Items from a dataset
//! Integration test: cold boot and initial operating state.

use mill_common::supervisor::config::BootPolicy;
use mill_common::supervisor::state::OperatingState;

use mill_supervisor::sequencer::ResetSequencer;
use mill_supervisor::shared::SharedState;

use super::common::{RecHardware, ZERO};

fn policy(force_alarm_on_boot: bool, lock_until_homed: bool) -> BootPolicy {
    BootPolicy {
        force_alarm_on_boot,
        lock_until_homed,
    }
}

fn boot(policy: BootPolicy, homing_enabled: bool) -> (OperatingState, SharedState) {
    let shared = SharedState::new();
    let state = {
        let mut hw = RecHardware::new(&shared, homing_enabled);
        let seq = ResetSequencer::initialize(&shared, &mut hw, policy);
        seq.system().state()
    };
    (state, shared)
}

#[test]
fn boot_runs_hardware_bring_up_in_order() {
    let shared = SharedState::new();
    let mut hw = RecHardware::new(&shared, false);
    let _seq = ResetSequencer::initialize(&shared, &mut hw, policy(false, false));

    assert_eq!(
        hw.calls,
        vec!["transport", "settings", "stepper", "control_pins", "interrupts"]
    );
}

#[test]
fn position_is_zero_before_interrupts_enable() {
    let shared = SharedState::new();
    let stepper = shared.claim_stepper().unwrap();
    stepper.step_pulse(&[4, 4, 4]);

    let mut hw = RecHardware::new(&shared, false);
    let _seq = ResetSequencer::initialize(&shared, &mut hw, policy(false, false));
    assert_eq!(hw.position_at_enable, Some(ZERO));
}

#[test]
fn boot_is_idle_without_lock_or_force() {
    for (lock, homing) in [(false, false), (false, true), (true, false)] {
        let (state, shared) = boot(policy(false, lock), homing);
        assert_eq!(state, OperatingState::Idle, "lock={lock} homing={homing}");
        assert_eq!(shared.machine_position.snapshot(), ZERO);
    }
}

#[test]
fn homing_lock_boots_into_alarm_regardless_of_force() {
    for force in [false, true] {
        let (state, _) = boot(policy(force, true), true);
        assert_eq!(state, OperatingState::Alarm, "force={force}");
    }
}

#[test]
fn forced_alarm_ignores_homing_setting() {
    for homing in [false, true] {
        let (state, _) = boot(policy(true, false), homing);
        assert_eq!(state, OperatingState::Alarm, "homing={homing}");
    }
}

#[test]
fn compiled_policy_follows_features() {
    let compiled = BootPolicy::compiled();
    assert_eq!(compiled.force_alarm_on_boot, cfg!(feature = "force-init-alarm"));
    assert_eq!(compiled.lock_until_homed, cfg!(feature = "homing-init-lock"));
}
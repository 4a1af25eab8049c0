//! Feed, rapid and spindle override percentages.

use mill_common::consts::{
    DEFAULT_FEED_OVERRIDE, DEFAULT_RAPID_OVERRIDE, DEFAULT_SPINDLE_SPEED_OVERRIDE,
    FEED_OVERRIDE_COARSE_INCREMENT, FEED_OVERRIDE_FINE_INCREMENT, MAX_FEED_OVERRIDE,
    MAX_SPINDLE_SPEED_OVERRIDE, MIN_FEED_OVERRIDE, MIN_SPINDLE_SPEED_OVERRIDE,
    RAPID_OVERRIDE_LOW, RAPID_OVERRIDE_MEDIUM, SPINDLE_OVERRIDE_COARSE_INCREMENT,
    SPINDLE_OVERRIDE_FINE_INCREMENT,
};
use mill_common::supervisor::flags::{AccessoryOverride, MotionOverride};

/// Override percentages applied by the planner and spindle.
#[derive(Debug, Clone, Copy, PartialEq, Eq)]
pub struct Overrides {
    /// Feed-rate override [%].
    pub feed: u8,
    /// Rapid-rate override [%].
    pub rapid: u8,
    /// Spindle-speed override [%].
    pub spindle: u8,
}

impl Overrides {
    /// All overrides at their compiled-in defaults (100%).
    pub const DEFAULT: Self = Self {
        feed: DEFAULT_FEED_OVERRIDE,
        rapid: DEFAULT_RAPID_OVERRIDE,
        spindle: DEFAULT_SPINDLE_SPEED_OVERRIDE,
    };

    /// Apply pending feed/rapid requests. Returns `true` if a value changed.
    ///
    /// Feed adjustments accumulate in bit order (reset first, then coarse,
    /// then fine) and clamp to the feed range. For rapid, the lowest
    /// requested level wins.
    pub fn apply_motion(&mut self, requests: MotionOverride) -> bool {
        let before = *self;

        let mut feed = i16::from(self.feed);
        if requests.contains(MotionOverride::FEED_RESET) {
            feed = i16::from(DEFAULT_FEED_OVERRIDE);
        }
        if requests.contains(MotionOverride::FEED_COARSE_PLUS) {
            feed += i16::from(FEED_OVERRIDE_COARSE_INCREMENT);
        }
        if requests.contains(MotionOverride::FEED_COARSE_MINUS) {
            feed -= i16::from(FEED_OVERRIDE_COARSE_INCREMENT);
        }
        if requests.contains(MotionOverride::FEED_FINE_PLUS) {
            feed += i16::from(FEED_OVERRIDE_FINE_INCREMENT);
        }
        if requests.contains(MotionOverride::FEED_FINE_MINUS) {
            feed -= i16::from(FEED_OVERRIDE_FINE_INCREMENT);
        }
        self.feed = clamp_percent(feed, MIN_FEED_OVERRIDE, MAX_FEED_OVERRIDE);

        if requests.contains(MotionOverride::RAPID_RESET) {
            self.rapid = DEFAULT_RAPID_OVERRIDE;
        }
        if requests.contains(MotionOverride::RAPID_MEDIUM) {
            self.rapid = RAPID_OVERRIDE_MEDIUM;
        }
        if requests.contains(MotionOverride::RAPID_LOW) {
            self.rapid = RAPID_OVERRIDE_LOW;
        }

        *self != before
    }

    /// Apply pending spindle speed requests. Returns `true` if changed.
    ///
    /// Stop and coolant toggles are not percentages and are ignored here.
    pub fn apply_spindle(&mut self, requests: AccessoryOverride) -> bool {
        let before = self.spindle;

        let mut spindle = i16::from(self.spindle);
        if requests.contains(AccessoryOverride::SPINDLE_RESET) {
            spindle = i16::from(DEFAULT_SPINDLE_SPEED_OVERRIDE);
        }
        if requests.contains(AccessoryOverride::SPINDLE_COARSE_PLUS) {
            spindle += i16::from(SPINDLE_OVERRIDE_COARSE_INCREMENT);
        }
        if requests.contains(AccessoryOverride::SPINDLE_COARSE_MINUS) {
            spindle -= i16::from(SPINDLE_OVERRIDE_COARSE_INCREMENT);
        }
        if requests.contains(AccessoryOverride::SPINDLE_FINE_PLUS) {
            spindle += i16::from(SPINDLE_OVERRIDE_FINE_INCREMENT);
        }
        if requests.contains(AccessoryOverride::SPINDLE_FINE_MINUS) {
            spindle -= i16::from(SPINDLE_OVERRIDE_FINE_INCREMENT);
        }
        self.spindle = clamp_percent(
            spindle,
            MIN_SPINDLE_SPEED_OVERRIDE,
            MAX_SPINDLE_SPEED_OVERRIDE,
        );

        self.spindle != before
    }
}

impl Default for Overrides {
    fn default() -> Self {
        Self::DEFAULT
    }
}

#[inline]
fn clamp_percent(value: i16, min: u8, max: u8) -> u8 {
    value.clamp(i16::from(min), i16::from(max)) as u8
}
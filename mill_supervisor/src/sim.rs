//! Simulated machine for the `mill_supervisor` binary.
//!
//! Host threads stand in for the interrupt domain:
//!
//! - `sim-stepper` owns the [`StepperPort`] and emits one X pulse per step
//!   interval while the foreground reports motion.
//! - `sim-rx` reads realtime bytes from stdin and sets bus flags.
//!
//! Both stay idle until [`BootHardware::enable_interrupts`] opens the gate.
//!
//! The simulated door switch is momentary: `0x84` opens it and it reads
//! closed again on the next poll, so `~` resumes.

use std::io::{self, Read};
use std::sync::Arc;
use std::sync::atomic::{AtomicBool, Ordering};
use std::thread::{self, JoinHandle};
use std::time::Duration;

use mill_common::consts::{AxisSteps, N_AXIS};
use mill_common::supervisor::config::PersistedSettings;
use mill_common::supervisor::flags::{AccessoryOverride, ExecState, MotionOverride};
use mill_common::supervisor::state::{AlarmCause, OperatingState};
use thiserror::Error;
use tracing::{debug, info, warn};

use mill_supervisor::collab::{
    BootHardware, Collaborators, ForegroundLoop, PositionTracker, Reporter, Subsystem,
};
use mill_supervisor::foreground::{
    ForegroundContext, Flow, SpindleStopAction, execute_realtime,
};
use mill_supervisor::report::StatusReport;
use mill_supervisor::shared::{InterruptPort, SharedState, StepperPort};

#[derive(Debug, Error)]
pub enum SimError {
    #[error("stepper port already claimed")]
    StepperClaimed,
    #[error("failed to spawn {name} thread: {source}")]
    Spawn {
        name: &'static str,
        #[source]
        source: io::Error,
    },
    #[error("CPU affinity setup failed: {0}")]
    Affinity(String),
}

// ─── Realtime Bytes ─────────────────────────────────────────────────

/// A realtime control byte decoded into the bus register it targets.
#[derive(Debug, Clone, Copy, PartialEq, Eq)]
pub enum RealtimeRequest {
    Exec(ExecState),
    Motion(MotionOverride),
    Accessory(AccessoryOverride),
}

impl RealtimeRequest {
    pub fn dispatch(self, port: InterruptPort<'_>) {
        match self {
            Self::Exec(flags) => port.set_exec_state(flags),
            Self::Motion(flags) => port.request_motion_override(flags),
            Self::Accessory(flags) => port.request_accessory_override(flags),
        }
    }
}

/// Decode a realtime byte. Anything else belongs to the line protocol.
pub const fn realtime_request(byte: u8) -> Option<RealtimeRequest> {
    use RealtimeRequest::*;

    let request = match byte {
        b'?' => Exec(ExecState::STATUS_REPORT),
        b'~' => Exec(ExecState::CYCLE_START),
        b'!' => Exec(ExecState::FEED_HOLD),
        0x18 => Exec(ExecState::RESET),
        0x84 => Exec(ExecState::SAFETY_DOOR),
        0x85 => Exec(ExecState::MOTION_CANCEL),

        0x90 => Motion(MotionOverride::FEED_RESET),
        0x91 => Motion(MotionOverride::FEED_COARSE_PLUS),
        0x92 => Motion(MotionOverride::FEED_COARSE_MINUS),
        0x93 => Motion(MotionOverride::FEED_FINE_PLUS),
        0x94 => Motion(MotionOverride::FEED_FINE_MINUS),
        0x95 => Motion(MotionOverride::RAPID_RESET),
        0x96 => Motion(MotionOverride::RAPID_MEDIUM),
        0x97 => Motion(MotionOverride::RAPID_LOW),

        0x99 => Accessory(AccessoryOverride::SPINDLE_RESET),
        0x9A => Accessory(AccessoryOverride::SPINDLE_COARSE_PLUS),
        0x9B => Accessory(AccessoryOverride::SPINDLE_COARSE_MINUS),
        0x9C => Accessory(AccessoryOverride::SPINDLE_FINE_PLUS),
        0x9D => Accessory(AccessoryOverride::SPINDLE_FINE_MINUS),
        0x9E => Accessory(AccessoryOverride::SPINDLE_STOP),
        0xA0 => Accessory(AccessoryOverride::COOLANT_FLOOD_TOGGLE),
        0xA1 => Accessory(AccessoryOverride::COOLANT_MIST_TOGGLE),
        _ => return None,
    };
    Some(request)
}

// ─── Collaborators ──────────────────────────────────────────────────

#[derive(Debug)]
pub struct SimSubsystem {
    name: &'static str,
    reinits: u64,
}

impl SimSubsystem {
    pub const fn new(name: &'static str) -> Self {
        Self { name, reinits: 0 }
    }
}

impl Subsystem for SimSubsystem {
    fn name(&self) -> &'static str {
        self.name
    }

    fn reinit(&mut self, _shared: &SharedState) {
        self.reinits += 1;
        debug!("{} reinit #{}", self.name, self.reinits);
    }
}

/// Parser or planner stand-in: keeps the last synced position.
#[derive(Debug)]
pub struct SimTracker {
    name: &'static str,
    position: AxisSteps,
}

impl SimTracker {
    pub const fn new(name: &'static str) -> Self {
        Self {
            name,
            position: [0; N_AXIS],
        }
    }

    pub fn position(&self) -> AxisSteps {
        self.position
    }
}

impl Subsystem for SimTracker {
    fn name(&self) -> &'static str {
        self.name
    }

    fn reinit(&mut self, _shared: &SharedState) {
        self.position = [0; N_AXIS];
    }
}

impl PositionTracker for SimTracker {
    fn sync_position(&mut self, machine: &AxisSteps) {
        self.position = *machine;
    }
}

/// Step generator stand-in: a reset stops motion.
#[derive(Debug)]
pub struct SimStepper {
    motion: Arc<AtomicBool>,
}

impl Subsystem for SimStepper {
    fn name(&self) -> &'static str {
        "stepper"
    }

    fn reinit(&mut self, _shared: &SharedState) {
        self.motion.store(false, Ordering::Release);
    }
}

/// Reporter that writes through `tracing`.
#[derive(Debug, Default)]
pub struct LogReporter;

impl Reporter for LogReporter {
    fn startup_notice(&mut self, notice: &str) {
        info!("{notice}");
    }

    fn alarm(&mut self, cause: AlarmCause) {
        warn!("ALARM: {cause}");
    }

    fn status(&mut self, report: &StatusReport) {
        match report.render() {
            Ok(line) => info!("{line}"),
            Err(_) => warn!("status line overflow: {report:?}"),
        }
    }
}

/// Every simulated collaborator the sequencer drives.
#[derive(Debug)]
pub struct SimMachine {
    pub transport: SimSubsystem,
    pub parser: SimTracker,
    pub spindle: SimSubsystem,
    pub coolant: SimSubsystem,
    pub limits: SimSubsystem,
    pub probe: SimSubsystem,
    pub sleep: SimSubsystem,
    pub planner: SimTracker,
    pub stepper: SimStepper,
    pub reporter: LogReporter,
}

impl SimMachine {
    pub fn new(motion: Arc<AtomicBool>) -> Self {
        Self {
            transport: SimSubsystem::new("transport"),
            parser: SimTracker::new("parser"),
            spindle: SimSubsystem::new("spindle"),
            coolant: SimSubsystem::new("coolant"),
            limits: SimSubsystem::new("limits"),
            probe: SimSubsystem::new("probe"),
            sleep: SimSubsystem::new("sleep"),
            planner: SimTracker::new("planner"),
            stepper: SimStepper { motion },
            reporter: LogReporter,
        }
    }

    pub fn collaborators(&mut self) -> Collaborators<'_> {
        Collaborators {
            transport: &mut self.transport,
            parser: &mut self.parser,
            spindle: &mut self.spindle,
            coolant: &mut self.coolant,
            limits: &mut self.limits,
            probe: &mut self.probe,
            sleep: &mut self.sleep,
            planner: &mut self.planner,
            stepper: &mut self.stepper,
            reporter: &mut self.reporter,
        }
    }
}

// ─── Foreground ─────────────────────────────────────────────────────

/// Run loop that only serves realtime requests.
#[derive(Debug)]
pub struct SimForeground {
    poll_interval: Duration,
    motion: Arc<AtomicBool>,
}

impl SimForeground {
    pub fn new(poll_interval: Duration, motion: Arc<AtomicBool>) -> Self {
        Self {
            poll_interval,
            motion,
        }
    }
}

impl ForegroundLoop for SimForeground {
    fn run(&mut self, ctx: &mut ForegroundContext<'_>) {
        let entered = ctx.enter_run_loop(false);
        debug!("run loop entered in {:?}", entered);

        loop {
            if execute_realtime(ctx) == Flow::Abort {
                break;
            }

            if ctx.state() == OperatingState::SafetyDoor {
                ctx.door_closed();
            }

            match ctx.service_spindle_stop() {
                Some(SpindleStopAction::Stop) => info!("spindle stopped during hold"),
                Some(SpindleStopAction::Restore) => info!("spindle restored"),
                None => {}
            }

            let coolant = ctx.take_accessory_requests();
            if !coolant.is_empty() {
                debug!("coolant toggle {:?}", coolant);
            }

            self.motion.store(ctx.state().is_moving(), Ordering::Release);

            thread::sleep(self.poll_interval);
        }
        self.motion.store(false, Ordering::Release);
    }
}

// ─── Hardware ───────────────────────────────────────────────────────

/// Simulated boot hardware plus the interrupt-domain threads.
pub struct SimHardware {
    settings: PersistedSettings,
    interrupts: Arc<AtomicBool>,
    shutdown: Arc<AtomicBool>,
    stepper: Option<JoinHandle<()>>,
}

impl SimHardware {
    /// Claim the stepper port and spawn the interrupt threads. They wait
    /// for `enable_interrupts`.
    pub fn spawn(
        shared: &'static SharedState,
        settings: PersistedSettings,
        step_interval: Duration,
        motion: Arc<AtomicBool>,
        shutdown: Arc<AtomicBool>,
    ) -> Result<Self, SimError> {
        let port = shared.claim_stepper().ok_or(SimError::StepperClaimed)?;
        let interrupts = Arc::new(AtomicBool::new(false));

        let gate = interrupts.clone();
        let stop = shutdown.clone();
        let stepper = thread::Builder::new()
            .name("sim-stepper".into())
            .spawn(move || stepper_loop(port, &gate, &motion, &stop, step_interval))
            .map_err(|source| SimError::Spawn {
                name: "sim-stepper",
                source,
            })?;

        // Blocks on stdin; left detached.
        let gate = interrupts.clone();
        let rx = shared.interrupt_port();
        thread::Builder::new()
            .name("sim-rx".into())
            .spawn(move || realtime_input_loop(rx, &gate))
            .map_err(|source| SimError::Spawn {
                name: "sim-rx",
                source,
            })?;

        Ok(Self {
            settings,
            interrupts,
            shutdown,
            stepper: Some(stepper),
        })
    }

    /// Stop and join the stepper thread.
    pub fn shutdown(&mut self) {
        self.shutdown.store(true, Ordering::Release);
        if let Some(handle) = self.stepper.take() {
            if handle.join().is_err() {
                warn!("sim-stepper thread panicked");
            }
        }
    }
}

impl BootHardware for SimHardware {
    fn configure_transport(&mut self) {
        debug!("transport: stdin realtime bytes");
    }

    fn load_settings(&mut self) -> PersistedSettings {
        self.settings
    }

    fn configure_stepper(&mut self) {
        debug!("stepper: {} axes", N_AXIS);
    }

    fn configure_control_pins(&mut self) {}

    fn enable_interrupts(&mut self) {
        self.interrupts.store(true, Ordering::Release);
    }
}

impl Drop for SimHardware {
    fn drop(&mut self) {
        self.shutdown();
    }
}

fn stepper_loop(
    port: StepperPort<'static>,
    interrupts: &AtomicBool,
    motion: &AtomicBool,
    shutdown: &AtomicBool,
    interval: Duration,
) {
    let mut pulse = [0; N_AXIS];
    pulse[0] = 1;

    while !shutdown.load(Ordering::Acquire) {
        if interrupts.load(Ordering::Acquire) && motion.load(Ordering::Acquire) {
            port.step_pulse(&pulse);
            port.probe_sample(false);
        }
        thread::sleep(interval);
    }
}

fn realtime_input_loop(port: InterruptPort<'static>, interrupts: &AtomicBool) {
    for byte in io::stdin().lock().bytes() {
        let Ok(byte) = byte else {
            break;
        };
        if !interrupts.load(Ordering::Acquire) {
            continue;
        }
        if let Some(request) = realtime_request(byte) {
            request.dispatch(port);
        }
    }
}

// ─── CPU Pinning ────────────────────────────────────────────────────

/// Pin the process to one core.
#[cfg(target_os = "linux")]
pub fn pin_to_core(core: usize) -> Result<(), SimError> {
    use nix::sched::{CpuSet, sched_setaffinity};
    use nix::unistd::Pid;

    let mut cpuset = CpuSet::new();
    cpuset
        .set(core)
        .map_err(|e| SimError::Affinity(format!("CpuSet::set({core}) failed: {e}")))?;
    sched_setaffinity(Pid::from_raw(0), &cpuset)
        .map_err(|e| SimError::Affinity(format!("sched_setaffinity failed: {e}")))?;
    Ok(())
}

#[cfg(not(target_os = "linux"))]
pub fn pin_to_core(core: usize) -> Result<(), SimError> {
    warn!("CPU pinning not supported on this platform (core {core} ignored)");
    Ok(())
}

Your instructions — Which of the lines above include the string "linux"? Pick them out and copy them.

Solution —
#[cfg(target_os = "linux")]
#[cfg(not(target_os = "linux"))]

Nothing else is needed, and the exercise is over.